- **Work instructions**:
Output only the lines of the entries that follow, starting at the one with "use zui::VNode;" and running down to the one with "let children: Vec<_>", both included and unchanged.

------

#![allow(clippy::unwrap_used)]
//! Stress tests exercising the commit/layout/render pipeline at scale.
//! The expensive ones are `#[ignore]`d by default.
//!
//! Run the ignored ones with: `cargo test --test stress -- --ignored`

use std::any::Any;
use std::rc::Rc;

use zui::commit::Reconciler;
use zui::damage::DamageTracker;
use zui::instance::hooks::{AppStateSource, UpdateQueueHandle};
use zui::instance::InstanceTree;
use zui::layout::{LayoutEngine, Rect};
use zui::render::Renderer;
use zui::style::Dimension;
use zui::vnode::builder::{BoxNode, NodeBuilderMut, TextNode};
use zui::VNode;

struct NoAppState;
impl AppStateSource for NoAppState {
    fn snapshot(&self) -> Rc<dyn Any> {
        Rc::new(())
    }
}

fn wide_row(n: usize) -> VNode {
    let children: Vec<_> = (0..n).map(|i| TextNode::new(format!("cell-{i}")).width(Dimension::Length(4.0)).build()).collect();
    BoxNode::new().children(children).build()
}

fn deep_chain(depth: usize) -> VNode {
    let mut node = TextNode::new("leaf").build();
    for _ in 0..depth {
        node = BoxNode::new().children(vec![node]).build();
    }
    node
}

fn run_one_frame(root: VNode, width: u16, height: u16) {
    let mut tree = InstanceTree::new();
    let queue = UpdateQueueHandle::new();
    let report = Reconciler::commit(&mut tree, Some(root), &queue, &NoAppState).unwrap();
    let root_handle = tree.root().unwrap();

    let mut engine = LayoutEngine::new();
    let layout = engine.compute(&tree, root_handle, width, height).unwrap();

    let mut damage = DamageTracker::new();
    let viewport = Rect { x: 0, y: 0, width, height };
    let computed = damage.compute(&report, &layout, viewport, None, &std::collections::HashMap::new());

    Renderer::default().render(&tree, &layout, root_handle, viewport, &computed, 1).unwrap();
}

#[test]
fn a_thousand_sibling_children_render_without_panicking() {
    run_one_frame(wide_row(1_000), 4_000, 5);
}

#[test]
fn a_deeply_nested_chain_lays_out_without_stack_overflow() {
    run_one_frame(deep_chain(500), 80, 24);
}

#[test]
#[ignore = "long-running stress test"]
fn ten_thousand_sequential_commits_stay_bounded() {
    let mut tree = InstanceTree::new();
    let queue = UpdateQueueHandle::new();
    for i in 0..10_000 {
        let root = BoxNode::new().children(vec![TextNode::new(format!("frame-{i}")).build()]).build();
        Reconciler::commit(&mut tree, Some(root), &queue, &NoAppState).unwrap();
    }
    assert_eq!(tree.len(), 2, "reusing the same shape every commit must not leak instances");
}

#[test]
#[ignore = "long-running stress test"]
fn a_hundred_thousand_leaf_wide_row_still_lays_out() {
    run_one_frame(wide_row(100_000), 80, 24);
}

#[test]
fn repeated_mount_and_unmount_cycles_leave_an_empty_tree() {
    let mut tree = InstanceTree::new();
    let queue = UpdateQueueHandle::new();
    for _ in 0..200 {
        let root = wide_row(20);
        Reconciler::commit(&mut tree, Some(root), &queue, &NoAppState).unwrap();
        Reconciler::commit(&mut tree, None, &queue, &NoAppState).unwrap();
    }
    assert!(tree.is_empty());
    assert_eq!(tree.root(), None);
}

------

- **Answer space**:
use zui::VNode;

struct NoAppState;
impl AppStateSource for NoAppState {
    fn snapshot(&self) -> Rc<dyn Any> {
        Rc::new(())
    }
}

fn wide_row(n: usize) -> VNode {
    let children: Vec<_> = (0..n).map(|i| TextNode::new(format!("cell-{i}")).width(Dimension::Length(4.0)).build()).collect();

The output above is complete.